PROVIDENCE — [www.projo.com]- When Christine Sherman saw the insurance on her Fall River home jump $180 a month, there was only one thing to do. Go to the Foxy Lady.
Not for Legs and Eggs, mind you, but a job.
The Chalkstone Avenue strip club held a three-hour job fair yesterday, seeking applications for about 35 jobs such as dancers and massage girls, waitresses, bouncers, floor managers, DJs and “house moms.”
Besides more than 150 applicants, publicity about the job fair drew television cameras from Rhode Island and Massachusetts as well as photographers and reporters who prowled about the club, interviewing the job interviewees as they waited in line or were on their way out.
Like Sherman, they were all looking for some extra income. Tania Azevedo, 21, a student at New England Tech studying to be a surgical technician, said she was confident of getting a job after graduation, but there will also be about $45,000 in student loans to repay and the tips from a nighttime bartender job would help.
And David Leach, a burly Community College of Rhode Island student hoping for a career in law enforcement, who said he was looking for a parttime job that will help him with his bills while also giving him the kind of crowd control experience that may help in a police career.

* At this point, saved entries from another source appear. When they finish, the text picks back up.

use crate::{error::AppResult, state::AppState};
use actix_web::{web, HttpResponse};
use serde_json::json;

/// Connection counts, error counts, retry policy, breaker state and degradation flags.
pub async fn get_status(state: web::Data<AppState>) -> AppResult<HttpResponse> {
    Ok(HttpResponse::Ok().json(json!({
        "timestamp": chrono::Utc::now().to_rfc3339(),
        "total_connections": state.registry.connection_count(),
        "active_connections": state.registry.active_connection_count(),
        "max_connections": state.registry.max_connections(),
        "error_counts": state.budget.snapshot(),
        "retry_policy": {
            "max_retries": state.budget.max_retries(),
            "retry_delay_seconds": state.budget.retry_delay().as_secs_f64()
        },
        "circuit_breaker": state.breaker.snapshot(),
        "fallback_mode": state.degradation.should_use_fallback(),
        "services": state.degradation.services(),
        "connections": state.registry.active_connections()
    })))
}
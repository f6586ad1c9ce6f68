use crate::{error::AppError, state::AppState};
use actix_web::{web, HttpResponse};
use serde_json::json;

pub async fn get_config(state: web::Data<AppState>) -> Result<HttpResponse, AppError> {
    let config = state.get_config();

    Ok(HttpResponse::Ok().json(json!({
        "timestamp": chrono::Utc::now().to_rfc3339(),
        "config": config
    })))
}

/// Merge a partial JSON document into the running configuration.
///
/// Registry and resilience settings take effect immediately; audio, playback and pipeline settings
/// apply to new connections. Startup-only settings are rejected with 400.
pub async fn update_config(
    state: web::Data<AppState>,
    body: web::Json<serde_json::Value>,
) -> Result<HttpResponse, AppError> {
    let json_str = serde_json::to_string(&body.into_inner())?;

    let mut current_config = state.get_config();
    current_config
        .update_from_json(&json_str)
        .map_err(|e| AppError::ValidationError(e.to_string()))?;

    state.update_config(current_config.clone())?;

    Ok(HttpResponse::Ok().json(json!({
        "status": "success",
        "message": "Configuration updated successfully",
        "timestamp": chrono::Utc::now().to_rfc3339(),
        "updated_config": current_config
    })))
}

#[cfg(test)]
mod tests {
    use super::*;
    use crate::config::AppConfig;
    use actix_web::{http::StatusCode, test, App};

    fn app_state() -> web::Data<AppState> {
        web::Data::new(AppState::new(AppConfig::default()).unwrap())
    }

    #[actix_web::test]
    async fn test_update_applies_partial_document() {
        let state = app_state();
        let app = test::init_service(
            App::new()
                .app_data(state.clone())
                .route("/api/v1/config", web::put().to(update_config)),
        )
        .await;

        let req = test::TestRequest::put()
            .uri("/api/v1/config")
            .set_json(json!({"connections": {"max_connections": 3}}))
            .to_request();
        let resp = test::call_service(&app, req).await;

        assert_eq!(resp.status(), StatusCode::OK);
        assert_eq!(state.registry.max_connections(), 3);
        assert_eq!(state.get_config().audio.sample_rate, 16000);
    }

    #[actix_web::test]
    async fn test_resilience_update_reaches_budget_and_breaker() {
        let state = app_state();
        let app = test::init_service(
            App::new()
                .app_data(state.clone())
                .route("/api/v1/config", web::put().to(update_config)),
        )
        .await;

        let req = test::TestRequest::put()
            .uri("/api/v1/config")
            .set_json(json!({"resilience": {
                "max_retries": 0,
                "circuit_failure_threshold": 1,
                "circuit_recovery_timeout_seconds": 2
            }}))
            .to_request();
        let resp = test::call_service(&app, req).await;
        assert_eq!(resp.status(), StatusCode::OK);

        assert_eq!(state.budget.max_retries(), 0);
        let breaker = state.breaker.snapshot();
        assert_eq!(breaker.failure_threshold, 1);
        assert_eq!(breaker.recovery_timeout_seconds, 2);
    }

    #[actix_web::test]
    async fn test_port_change_needs_a_restart() {
        let state = app_state();
        let app = test::init_service(
            App::new()
                .app_data(state.clone())
                .route("/api/v1/config", web::put().to(update_config)),
        )
        .await;

        let req = test::TestRequest::put()
            .uri("/api/v1/config")
            .set_json(json!({"server": {"port": 9999}}))
            .to_request();
        let resp = test::call_service(&app, req).await;

        assert_eq!(resp.status(), StatusCode::BAD_REQUEST);
        assert_eq!(state.get_config().server.port, 8080);
    }

    #[actix_web::test]
    async fn test_invalid_update_is_a_bad_request() {
        let state = app_state();
        let app = test::init_service(
            App::new()
                .app_data(state.clone())
                .route("/api/v1/config", web::put().to(update_config)),
        )
        .await;

        let req = test::TestRequest::put()
            .uri("/api/v1/config")
            .set_json(json!({"playback": {"playback_queue_capacity": 0}}))
            .to_request();
        let resp = test::call_service(&app, req).await;

        assert_eq!(resp.status(), StatusCode::BAD_REQUEST);
        assert_eq!(state.get_config().playback.playback_queue_capacity, 100);
    }
}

Club co-owner Tom Tsoumas was getting benefits beyond a list of prospective hires. A strip club job fair was an irresistible hook for television stations and newspapers looking for an angle to the state’s high — 10.5 percent — unemployment rate. Tsoumas spent part of the morning being interviewed by television and newspaper reporters. By the time he arrived at the club, he’d been on the cable channel MSNBC and done a telephone interview with a radio station in Tampa.
Tsoumas said the club’s business began to slow down in January to the point where management felt it needed to respond. The idea was to roll back prices to what they were in 1979, the year the club opened, Tsoumas said. The strategy worked and business has rebounded to where the club needs to fill vacancies in all aspects of its operations, he said.
The applicants congregated in the parking lot, filling out name, address and educational background forms. They were led into the club in groups of about 30, past the shiny black and sliver bars lit by ultraviolet lights that turned any white shirt a bright computer-screen blue. Then it was down the stairs, past lifesize pictures of Marilyn Monroe and down a hall with a wall of glass-door lockers holding bottles of champagne to the Solid Gold Room, where interviewers for different groupings of jobs waited.
Though strippers are main selling point for the club, a vast majority of the applicants who lined up yesterday morning were men. And most of the women who were interviewing for jobs were seeking to be waitresses or bartenders. Or, like Sherman, house moms.
Sherman declined to give her age, but said her youngest child was 20 and buying her own house, so she now had time on her hands and bills to pay. After raising three children, she said house mom, where you work mostly back stage getting the dancers ready to go out and to generally watch out for them while they are on the job, sounded like a job her life experience had prepared her for.
She called two friends and they headed out for the interviews.
Kelly Lewis was one of those friends.
“She called me yesterday and said I’m going to a job fair,” Lewis said. “And I said, ‘For what?’ ”
Lewis said she had no desire to working the front of the house, but said the house mom job appealed to her, despite the type of business.
“We grew up in Rhode Island. We all heard about the Foxy Lady,” Lewis said. “Though I thought it would be bigger.”